Dec. 10 (Bloomberg) -- A 1964 Gibson guitar that George Harrison and John Lennon of The Beatles used on ``The White Album'' and ``Revolver'' will be auctioned Dec. 17 in a New York sale of rock and roll and entertainment collectibles.

Christie's International expects to sell the cherry- finish electric guitar for about $500,000. Harrison used it from 1966 to 1969 during various Beatles appearances and recording sessions. It's been on loan to the Rock and Roll Hall of Fame in Cleveland.

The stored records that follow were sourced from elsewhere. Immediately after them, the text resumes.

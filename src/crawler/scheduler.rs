//! Crawl scheduler
//!
//! Runs a crawl as one dispatcher task that owns a `JoinSet` of page tasks:
//!
//! - Up to K page tasks execute at once; each fetches one URL, interprets the
//!   page, submits the discovered links to the frontier and publishes at most
//!   one record.
//! - The dispatcher refills free slots from the frontier and otherwise waits
//!   for any task to complete. A task is reaped only after it has submitted
//!   all of its links, so "frontier empty and no task running" really means
//!   the crawl is exhausted.
//! - Records flow to the consumer over an unbounded channel. The stream ends
//!   when the dispatcher and every task have dropped their senders.

use crate::config::CrawlerConfig;
use crate::crawler::fetcher::{Fetch, FetchError};
use crate::crawler::frontier::Frontier;
use crate::crawler::pipeline::interpret_page;
use crate::record::Record;
use crate::schema::PageSchema;
use crate::url::query_params;
use crate::{ConfigError, CrawlerError};
use std::sync::atomic::{AtomicU64, AtomicUsize, Ordering};
use std::sync::Arc;
use std::time::Instant;
use tokio::sync::mpsc;
use tokio::task::{JoinError, JoinHandle, JoinSet};

/// Behavior switches of a crawl run
#[derive(Debug, Clone, Copy, PartialEq, Eq)]
pub struct CrawlOptions {
    /// Submit publisher listing links in addition to detail links
    pub follow_listings: bool,
    /// Log progress every N published records; 0 disables
    pub progress_interval: u64,
}

impl Default for CrawlOptions {
    fn default() -> Self {
        Self {
            follow_listings: true,
            progress_interval: 100,
        }
    }
}

impl CrawlOptions {
    pub fn from_config(config: &CrawlerConfig) -> Self {
        Self {
            follow_listings: config.follow_listings,
            progress_interval: config.progress_interval,
        }
    }
}

/// Snapshot of a crawl's counters
#[derive(Debug, Clone, Copy, Default, PartialEq, Eq)]
pub struct CrawlStats {
    /// Pages fetched successfully
    pub fetched: u64,
    /// Pages that answered 404
    pub not_found: u64,
    /// Transient fetch failures and panicked tasks
    pub failures: u64,
    /// Fetched pages classified as irrelevant
    pub irrelevant: u64,
    /// Records published
    pub records: u64,
    /// Page tasks currently executing
    pub in_flight: usize,
    /// URLs waiting in the frontier
    pub pending: usize,
}

#[derive(Debug, Default)]
struct CrawlCounters {
    fetched: AtomicU64,
    not_found: AtomicU64,
    failures: AtomicU64,
    irrelevant: AtomicU64,
    records: AtomicU64,
    in_flight: AtomicUsize,
}

impl CrawlCounters {
    fn snapshot(&self, frontier: &Frontier) -> CrawlStats {
        CrawlStats {
            fetched: self.fetched.load(Ordering::Relaxed),
            not_found: self.not_found.load(Ordering::Relaxed),
            failures: self.failures.load(Ordering::Relaxed),
            irrelevant: self.irrelevant.load(Ordering::Relaxed),
            records: self.records.load(Ordering::Relaxed),
            in_flight: self.in_flight.load(Ordering::Relaxed),
            pending: frontier.pending_len(),
        }
    }
}

/// State shared by the dispatcher and every page task of one run
struct CrawlContext<F> {
    fetcher: Arc<F>,
    schema: Arc<PageSchema>,
    frontier: Arc<Frontier>,
    counters: Arc<CrawlCounters>,
    records: mpsc::UnboundedSender<Record>,
    options: CrawlOptions,
    started: Instant,
}

/// Schedules the page tasks of a crawl
pub struct Scheduler<F> {
    fetcher: Arc<F>,
    schema: Arc<PageSchema>,
    options: CrawlOptions,
}

impl<F: Fetch + 'static> Scheduler<F> {
    pub fn new(fetcher: F, schema: PageSchema, options: CrawlOptions) -> Self {
        Self {
            fetcher: Arc::new(fetcher),
            schema: Arc::new(schema),
            options,
        }
    }

    /// Starts a crawl from `seed` with at most `concurrency` page tasks
    ///
    /// Must be called from within a Tokio runtime. The crawl runs in the
    /// background; records are pulled from the returned stream.
    pub fn run(&self, seed: &str, concurrency: usize) -> Result<RecordStream, CrawlerError> {
        if concurrency == 0 {
            return Err(ConfigError::Validation("concurrency must be at least 1".to_string()).into());
        }

        let frontier = Arc::new(Frontier::new());
        let seed = frontier.enqueue_seed(seed)?;

        let counters = Arc::new(CrawlCounters::default());
        let (sender, receiver) = mpsc::unbounded_channel();

        let context = Arc::new(CrawlContext {
            fetcher: Arc::clone(&self.fetcher),
            schema: Arc::clone(&self.schema),
            frontier: Arc::clone(&frontier),
            counters: Arc::clone(&counters),
            records: sender,
            options: self.options,
            started: Instant::now(),
        });

        tracing::info!("Starting crawl from {} with {} concurrent tasks", seed, concurrency);
        let driver = tokio::spawn(dispatch(context, concurrency));

        Ok(RecordStream {
            receiver,
            counters,
            frontier,
            driver,
        })
    }
}

/// Records produced by a running crawl
pub struct RecordStream {
    receiver: mpsc::UnboundedReceiver<Record>,
    counters: Arc<CrawlCounters>,
    frontier: Arc<Frontier>,
    driver: JoinHandle<()>,
}

impl RecordStream {
    /// Waits for the next record; `None` once the crawl is exhausted
    pub async fn next(&mut self) -> Option<Record> {
        self.receiver.recv().await
    }

    /// Current counters of the crawl
    pub fn stats(&self) -> CrawlStats {
        self.counters.snapshot(&self.frontier)
    }

    /// Stops consuming and waits for the dispatcher to wind down
    ///
    /// If records are still being produced, no new page tasks are started;
    /// the ones already running are allowed to finish.
    pub async fn finish(self) -> CrawlStats {
        let Self {
            receiver,
            counters,
            frontier,
            driver,
        } = self;

        drop(receiver);
        if let Err(e) = driver.await {
            tracing::error!("Crawl dispatcher terminated abnormally: {}", e);
        }

        counters.snapshot(&frontier)
    }
}

async fn dispatch<F: Fetch + 'static>(context: Arc<CrawlContext<F>>, concurrency: usize) {
    let mut tasks = JoinSet::new();

    loop {
        if context.records.is_closed() {
            tracing::info!("Record consumer went away, no further pages will be scheduled");
            break;
        }

        while tasks.len() < concurrency {
            let Some(url) = context.frontier.dequeue() else {
                break;
            };

            context.counters.in_flight.fetch_add(1, Ordering::Relaxed);
            let task_context = Arc::clone(&context);
            tasks.spawn(async move { process_url(&task_context, &url).await });
        }

        // Empty set here implies an empty frontier: the fill loop above only
        // stops early when there is nothing left to dequeue.
        match tasks.join_next().await {
            Some(result) => reap(&context, result),
            None => break,
        }
    }

    while let Some(result) = tasks.join_next().await {
        reap(&context, result);
    }

    let stats = context.counters.snapshot(&context.frontier);
    tracing::info!(
        "Crawl finished in {:.1}s: {} pages fetched, {} records, {} not found, {} failures, {} irrelevant",
        context.started.elapsed().as_secs_f64(),
        stats.fetched,
        stats.records,
        stats.not_found,
        stats.failures,
        stats.irrelevant
    );
}

fn reap<F>(context: &CrawlContext<F>, result: Result<(), JoinError>) {
    context.counters.in_flight.fetch_sub(1, Ordering::Relaxed);

    if let Err(e) = result {
        context.counters.failures.fetch_add(1, Ordering::Relaxed);
        if e.is_panic() {
            tracing::warn!("Page task panicked: {}", e);
        } else {
            tracing::warn!("Page task did not complete: {}", e);
        }
    }
}

async fn process_url<F: Fetch>(context: &CrawlContext<F>, url: &str) {
    tracing::debug!("Fetching {}", url);

    let body = match context.fetcher.fetch(url).await {
        Ok(body) => body,
        Err(FetchError::NotFound) => {
            context.counters.not_found.fetch_add(1, Ordering::Relaxed);
            tracing::debug!("Not found: {}", url);
            return;
        }
        Err(FetchError::Transient(reason)) => {
            context.counters.failures.fetch_add(1, Ordering::Relaxed);
            tracing::warn!("Failed to fetch {}: {}", url, reason);
            return;
        }
    };

    context.counters.fetched.fetch_add(1, Ordering::Relaxed);

    let outcome = interpret_page(url, &body, &context.schema);
    drop(body);

    if !outcome.kind.is_relevant() {
        context.counters.irrelevant.fetch_add(1, Ordering::Relaxed);
        tracing::debug!("Irrelevant page: {}", url);
        return;
    }

    // The identifier is claimed before links are submitted so the page
    // cannot re-enqueue itself under its canonical URL.
    let record = outcome
        .record
        .filter(|record| context.frontier.mark_identifier_seen(&record.id));

    let submitted = submit_links(context, &outcome.links);
    tracing::debug!(
        "{:?} page {}: {} links, {} new",
        outcome.kind,
        url,
        outcome.links.len(),
        submitted
    );

    if let Some(record) = record {
        publish(context, record);
    }
}

/// Submits the links of a relevant page; returns how many were new
fn submit_links<F>(context: &CrawlContext<F>, links: &[String]) -> usize {
    let schema = &context.schema;
    let mut submitted = 0;

    for link in links {
        let target = if schema.is_detail_link(link) {
            let Some(id) = query_params(link)
                .remove(schema.item_id_param)
                .filter(|id| !id.is_empty())
            else {
                continue;
            };

            if context.frontier.is_identifier_seen(&id) {
                tracing::trace!("Skipping {}: item {} already seen", link, id);
                continue;
            }
            schema.detail_url(&id)
        } else if context.options.follow_listings {
            link.clone()
        } else {
            continue;
        };

        if context.frontier.try_enqueue(&target) {
            tracing::trace!("Enqueued {}", target);
            submitted += 1;
        }
    }

    submitted
}

fn publish<F>(context: &CrawlContext<F>, record: Record) {
    let id = record.id.clone();

    if context.records.send(record).is_err() {
        tracing::debug!("Record {} dropped, consumer went away", id);
        return;
    }

    let published = context.counters.records.fetch_add(1, Ordering::Relaxed) + 1;
    tracing::trace!("Published {}", id);

    let interval = context.options.progress_interval;
    if interval > 0 && published % interval == 0 {
        let elapsed = context.started.elapsed().as_secs_f64();
        tracing::info!(
            "Progress: {} records, {} pages fetched, {} pending, {:.2} records/sec",
            published,
            context.counters.fetched.load(Ordering::Relaxed),
            context.frontier.pending_len(),
            published as f64 / elapsed.max(f64::EPSILON)
        );
    }
}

The entire sale of 400 lots is estimated to bring as much as $3 million.

The auction house expects about $400,000 for a 1959 Gibson Les Paul electric guitar Keith Richards of the Rolling Stones used on the Ed Sullivan Show. For collectors of a different stripe, a book report for school by chanteuse Britney Spears is valued at $800 to $1,000.

Christie's calls the auction the largest ever of entertainment memorabilia. Darren Julien of Los Angeles- based Julien's, who helped assemble the items, pointed to recent record sales of instruments as evidence of the lucre of rock and roll collecting. In June, the Guitar Center Inc., a publicly traded Westlake Village, California-based instrument retailer, paid $959,500 for a guitar owned by Eric Clapton. It was a record for an electric guitar.

``A lot of Wall Street guys look at it as a better investment than some stocks,'' said Julien, 35.

Madonna's Veil

The items are on view at Christie's Rockefeller Center galleries, starting tomorrow through Dec. 16. They relate to everyone from Mary Pickford to Madonna. A photo of Pickford, a silent screen star, is valued at $200 to $300. The 1941 best picture Academy Award for ``How Green Was My Valley'' is valued at $50,000 to $60,000. Christie's expects a credit card issued to Steven Tyler of the band Aerosmith to fetch $2,000 to $3,000. A veil Madonna wore from the 1984 ``Like a Virgin'' video is assigned $2,000 to $2,500.

Also on sale: a 1991 letter valued at $12,000 to $14,000, that Kurt Cobain, of Nirvana, wrote to Courtney Love, from a hotel in Sheffield, England.

``Out of all the times I've been on acid, I've never been able to hallucinate with such repetitive control,'' wrote Cobain, who committed suicide in 1994. ``I'm hallucinating at will, over and over again,'' he added.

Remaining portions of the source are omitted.